----- Record extracts

//! Ballots and their normalization into dense weight vectors.
//!
//! A voter's ballot only lists the projects the voter actually supported. Before
//! ballots can be compared dimension-for-dimension every ballot is zero-filled
//! over the whole project range `1..=projects`, sorted by project index and
//! flattened into a `Vec<f64>` whose slot `p - 1` holds the weight for project `p`.

use crate::error::{Error, Result};

/// A single vote: the weight a voter put behind one project.
///
/// Project indices are 1-based, matching how rounds number their projects.
#[derive(Debug, Clone, Copy, PartialEq)]
pub struct Vote {
    pub project: usize,
    pub weight: f64,
}

impl Vote {
    pub fn new(project: usize, weight: f64) -> Self {
        Self { project, weight }
    }
}

/// All votes cast by one voter.
#[derive(Debug, Clone, Default, PartialEq)]
pub struct Ballot {
    pub votes: Vec<Vote>,
}

impl Ballot {
    pub fn new(votes: Vec<Vote>) -> Self {
        Self { votes }
    }

    /// Builds a ballot from `(project, weight)` pairs.
    pub fn from_pairs(pairs: &[(usize, f64)]) -> Self {
        Self {
            votes: pairs.iter().map(|&(p, w)| Vote::new(p, w)).collect(),
        }
    }

    /// Weights in vote order. Only meaningful once the ballot is zero-filled.
    pub fn weights(&self) -> Vec<f64> {
        self.votes.iter().map(|v| v.weight).collect()
    }
}

impl From<Vec<Vote>> for Ballot {
    fn from(votes: Vec<Vote>) -> Self {
        Self::new(votes)
    }
}

/// The unit the ballot weights were recorded in.
///
/// QF works on contributions: `qf = (sum of sqrt(contribution))^2`. Rounds that
/// record voice credits (the square root of a contribution) have to be squared
/// back into contributions exactly once before clustering.
#[derive(Debug, Clone, Copy, PartialEq, Eq, Default)]
pub enum WeightUnits {
    /// Weights are raw contributions and are used as-is.
    #[default]
    Contributions,
    /// Weights are voice credits; each weight `w` becomes `w * w`.
    VoiceCredits,
}

impl WeightUnits {
    /// Converts one recorded weight into a contribution.
    pub fn to_contribution(self, weight: f64) -> f64 {
        match self {
            WeightUnits::Contributions => weight,
            WeightUnits::VoiceCredits => weight * weight,
        }
    }
}

/// Returns the largest project index seen across all ballots.
///
/// Only needed when the round does not state its project count up front.
pub fn determine_project_count(ballots: &[Ballot]) -> usize {
    ballots
        .iter()
        .flat_map(|b| b.votes.iter())
        .map(|v| v.project)
        .max()
        .unwrap_or(0)
}

/// Inserts a zero-weight vote for every project in `1..=projects` the ballot
/// does not mention and returns the votes sorted ascending by project index.
///
/// # Errors
///
/// `InvalidBallot` (reported against ballot 0) if a vote names project 0 or a
/// project above `projects`, names the same project twice, or carries a negative
/// or non-finite weight.
pub fn zero_fill(ballot: &Ballot, projects: usize) -> Result<Ballot> {
    zero_fill_at(0, ballot, projects)
}

fn zero_fill_at(index: usize, ballot: &Ballot, projects: usize) -> Result<Ballot> {
    let invalid = |reason: String| Error::InvalidBallot {
        ballot: index,
        reason,
    };

    let mut slots: Vec<Option<Vote>> = vec![None; projects];
    for vote in &ballot.votes {
        if vote.project == 0 || vote.project > projects {
            return Err(invalid(format!(
                "project index {} outside 1..={}",
                vote.project, projects
            )));
        }
        if !vote.weight.is_finite() || vote.weight < 0.0 {
            return Err(invalid(format!(
                "weight {} for project {} is not a non-negative number",
                vote.weight, vote.project
            )));
        }
        let slot = &mut slots[vote.project - 1];
        if slot.is_some() {
            return Err(invalid(format!("duplicate vote for project {}", vote.project)));
        }
        *slot = Some(*vote);
    }

    let votes = slots
        .into_iter()
        .enumerate()
        .map(|(i, slot)| slot.unwrap_or_else(|| Vote::new(i + 1, 0.0)))
        .collect();
    Ok(Ballot { votes })
}

/// Zero-fills every ballot and converts it into a weight vector of length
/// `projects`, converting weights with `units` exactly once.
///
/// The input ballots are left untouched; each call works on its own copy.
pub fn to_weight_vectors(
    ballots: &[Ballot],
    projects: usize,
    units: WeightUnits,
) -> Result<Vec<Vec<f64>>> {
    if projects == 0 {
        return Err(Error::invalid_config("ballots reference no projects"));
    }
    ballots
        .iter()
        .enumerate()
        .map(|(i, ballot)| {
            let filled = zero_fill_at(i, ballot, projects)?;
            Ok(filled
                .votes
                .iter()
                .map(|v| units.to_contribution(v.weight))
                .collect())
        })
        .collect()
}
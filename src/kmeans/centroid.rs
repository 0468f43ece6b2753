//! Update step: centroids move to the mean of their members.

use crate::error::{Error, Result};

/// What to do with a cluster that ends an assignment step with no members.
#[derive(Debug, Clone, Copy, PartialEq, Eq, Default)]
pub enum EmptyClusterPolicy {
    /// Keep the cluster's previous centroid and carry on.
    #[default]
    RetainPrevious,
    /// Abort the run with `Error::DegenerateCluster`.
    Fail,
}

/// New centroids plus the clusters that had no members this round.
#[derive(Debug, Clone, PartialEq)]
pub struct CentroidUpdate {
    pub centroids: Vec<Vec<f64>>,
    pub empty: Vec<usize>,
}

/// Recomputes every centroid as the per-dimension mean of its members.
///
/// `previous` supplies the number of clusters, the dimensionality and the
/// fallback centroid for empty clusters.
pub fn update_centroids(
    data: &[Vec<f64>],
    assignments: &[usize],
    previous: &[Vec<f64>],
    policy: EmptyClusterPolicy,
) -> Result<CentroidUpdate> {
    let k = previous.len();
    let dim = previous.first().map_or(0, Vec::len);
    if data.len() != assignments.len() {
        return Err(Error::LengthMismatch {
            left: data.len(),
            right: assignments.len(),
        });
    }

    let mut sums = vec![vec![0.0; dim]; k];
    let mut counts = vec![0_usize; k];
    for (point, &c) in data.iter().zip(assignments) {
        if c >= k {
            return Err(Error::invalid_config(format!(
                "assignment {} outside 0..{}",
                c, k
            )));
        }
        if point.len() != dim {
            return Err(Error::LengthMismatch {
                left: point.len(),
                right: dim,
            });
        }
        counts[c] += 1;
        for (s, x) in sums[c].iter_mut().zip(point) {
            *s += x;
        }
    }

    let mut empty = Vec::new();
    let mut centroids = Vec::with_capacity(k);
    for (j, (sum, count)) in sums.into_iter().zip(counts).enumerate() {
        if count == 0 {
            match policy {
                EmptyClusterPolicy::Fail => return Err(Error::DegenerateCluster(j)),
                EmptyClusterPolicy::RetainPrevious => {
                    log::warn!("cluster {} is empty, keeping its previous centroid", j);
                    empty.push(j);
                    centroids.push(previous[j].clone());
                }
            }
        } else {
            let n = count as f64;
            centroids.push(sum.into_iter().map(|s| s / n).collect());
        }
    }

    Ok(CentroidUpdate { centroids, empty })
}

----------

Requirement >> A full, exact repeat of the entries above is required.

Output below >>
//! Ballots and their normalization into dense weight vectors.
//!
//! A voter's ballot only lists the projects the voter actually supported. Before
//! ballots can be compared dimension-for-dimension every ballot is zero-filled
//! over the whole project range `1..=projects`, sorted by project index and
//! flattened into a `Vec<f64>` whose slot `p - 1` holds the weight for project `p`.

use crate::error::{Error, Result};

/// A single vote: the weight a voter put behind one project.
///
/// Project indices are 1-based, matching how rounds number their projects.
#[derive(Debug, Clone, Copy, PartialEq)]
pub struct Vote {
    pub project: usize,
    pub weight: f64,
}

impl Vote {
    pub fn new(project: usize, weight: f64) -> Self {
        Self { project, weight }
    }
}

/// All votes cast by one voter.
#[derive(Debug, Clone, Default, PartialEq)]
pub struct Ballot {
    pub votes: Vec<Vote>,
}

impl Ballot {
    pub fn new(votes: Vec<Vote>) -> Self {
        Self { votes }
    }

    /// Builds a ballot from `(project, weight)` pairs.
    pub fn from_pairs(pairs: &[(usize, f64)]) -> Self {
        Self {
            votes: pairs.iter().map(|&(p, w)| Vote::new(p, w)).collect(),
        }
    }

    /// Weights in vote order. Only meaningful once the ballot is zero-filled.
    pub fn weights(&self) -> Vec<f64> {
        self.votes.iter().map(|v| v.weight).collect()
    }
}

impl From<Vec<Vote>> for Ballot {
    fn from(votes: Vec<Vote>) -> Self {
        Self::new(votes)
    }
}

/// The unit the ballot weights were recorded in.
///
/// QF works on contributions: `qf = (sum of sqrt(contribution))^2`. Rounds that
/// record voice credits (the square root of a contribution) have to be squared
/// back into contributions exactly once before clustering.
#[derive(Debug, Clone, Copy, PartialEq, Eq, Default)]
pub enum WeightUnits {
    /// Weights are raw contributions and are used as-is.
    #[default]
    Contributions,
    /// Weights are voice credits; each weight `w` becomes `w * w`.
    VoiceCredits,
}

impl WeightUnits {
    /// Converts one recorded weight into a contribution.
    pub fn to_contribution(self, weight: f64) -> f64 {
        match self {
            WeightUnits::Contributions => weight,
            WeightUnits::VoiceCredits => weight * weight,
        }
    }
}

/// Returns the largest project index seen across all ballots.
///
/// Only needed when the round does not state its project count up front.
pub fn determine_project_count(ballots: &[Ballot]) -> usize {
    ballots
        .iter()
        .flat_map(|b| b.votes.iter())
        .map(|v| v.project)
        .max()
        .unwrap_or(0)
}

/// Inserts a zero-weight vote for every project in `1..=projects` the ballot
/// does not mention and returns the votes sorted ascending by project index.
///
/// # Errors
///
/// `InvalidBallot` (reported against ballot 0) if a vote names project 0 or a
/// project above `projects`, names the same project twice, or carries a negative
/// or non-finite weight.
pub fn zero_fill(ballot: &Ballot, projects: usize) -> Result<Ballot> {
    zero_fill_at(0, ballot, projects)
}

fn zero_fill_at(index: usize, ballot: &Ballot, projects: usize) -> Result<Ballot> {
    let invalid = |reason: String| Error::InvalidBallot {
        ballot: index,
        reason,
    };

    let mut slots: Vec<Option<Vote>> = vec![None; projects];
    for vote in &ballot.votes {
        if vote.project == 0 || vote.project > projects {
            return Err(invalid(format!(
                "project index {} outside 1..={}",
                vote.project, projects
            )));
        }
        if !vote.weight.is_finite() || vote.weight < 0.0 {
            return Err(invalid(format!(
                "weight {} for project {} is not a non-negative number",
                vote.weight, vote.project
            )));
        }
        let slot = &mut slots[vote.project - 1];
        if slot.is_some() {
            return Err(invalid(format!("duplicate vote for project {}", vote.project)));
        }
        *slot = Some(*vote);
    }

    let votes = slots
        .into_iter()
        .enumerate()
        .map(|(i, slot)| slot.unwrap_or_else(|| Vote::new(i + 1, 0.0)))
        .collect();
    Ok(Ballot { votes })
}

/// Zero-fills every ballot and converts it into a weight vector of length
/// `projects`, converting weights with `units` exactly once.
///
/// The input ballots are left untouched; each call works on its own copy.
pub fn to_weight_vectors(
    ballots: &[Ballot],
    projects: usize,
    units: WeightUnits,
) -> Result<Vec<Vec<f64>>> {
    if projects == 0 {
        return Err(Error::invalid_config("ballots reference no projects"));
    }
    ballots
        .iter()
        .enumerate()
        .map(|(i, ballot)| {
            let filled = zero_fill_at(i, ballot, projects)?;
            Ok(filled
                .votes
                .iter()
                .map(|v| units.to_contribution(v.weight))
                .collect())
        })
        .collect()
}
filename src/kmeans/centroid.rs
repository 0468f43ece6b2753
//! Update step: centroids move to the mean of their members.

use crate::error::{Error, Result};

/// What to do with a cluster that ends an assignment step with no members.
#[derive(Debug, Clone, Copy, PartialEq, Eq, Default)]
pub enum EmptyClusterPolicy {
    /// Keep the cluster's previous centroid and carry on.
    #[default]
    RetainPrevious,
    /// Abort the run with `Error::DegenerateCluster`.
    Fail,
}

/// New centroids plus the clusters that had no members this round.
#[derive(Debug, Clone, PartialEq)]
pub struct CentroidUpdate {
    pub centroids: Vec<Vec<f64>>,
    pub empty: Vec<usize>,
}

/// Recomputes every centroid as the per-dimension mean of its members.
///
/// `previous` supplies the number of clusters, the dimensionality and the
/// fallback centroid for empty clusters.
pub fn update_centroids(
    data: &[Vec<f64>],
    assignments: &[usize],
    previous: &[Vec<f64>],
    policy: EmptyClusterPolicy,
) -> Result<CentroidUpdate> {
    let k = previous.len();
    let dim = previous.first().map_or(0, Vec::len);
    if data.len() != assignments.len() {
        return Err(Error::LengthMismatch {
            left: data.len(),
            right: assignments.len(),
        });
    }

    let mut sums = vec![vec![0.0; dim]; k];
    let mut counts = vec![0_usize; k];
    for (point, &c) in data.iter().zip(assignments) {
        if c >= k {
            return Err(Error::invalid_config(format!(
                "assignment {} outside 0..{}",
                c, k
            )));
        }
        if point.len() != dim {
            return Err(Error::LengthMismatch {
                left: point.len(),
                right: dim,
            });
        }
        counts[c] += 1;
        for (s, x) in sums[c].iter_mut().zip(point) {
            *s += x;
        }
    }

    let mut empty = Vec::new();
    let mut centroids = Vec::with_capacity(k);
    for (j, (sum, count)) in sums.into_iter().zip(counts).enumerate() {
        if count == 0 {
            match policy {
                EmptyClusterPolicy::Fail => return Err(Error::DegenerateCluster(j)),
                EmptyClusterPolicy::RetainPrevious => {
                    log::warn!("cluster {} is empty, keeping its previous centroid", j);
                    empty.push(j);
                    centroids.push(previous[j].clone());
                }
            }
        } else {
            let n = count as f64;
            centroids.push(sum.into_iter().map(|s| s / n).collect());
        }
    }

    Ok(CentroidUpdate { centroids, empty })
}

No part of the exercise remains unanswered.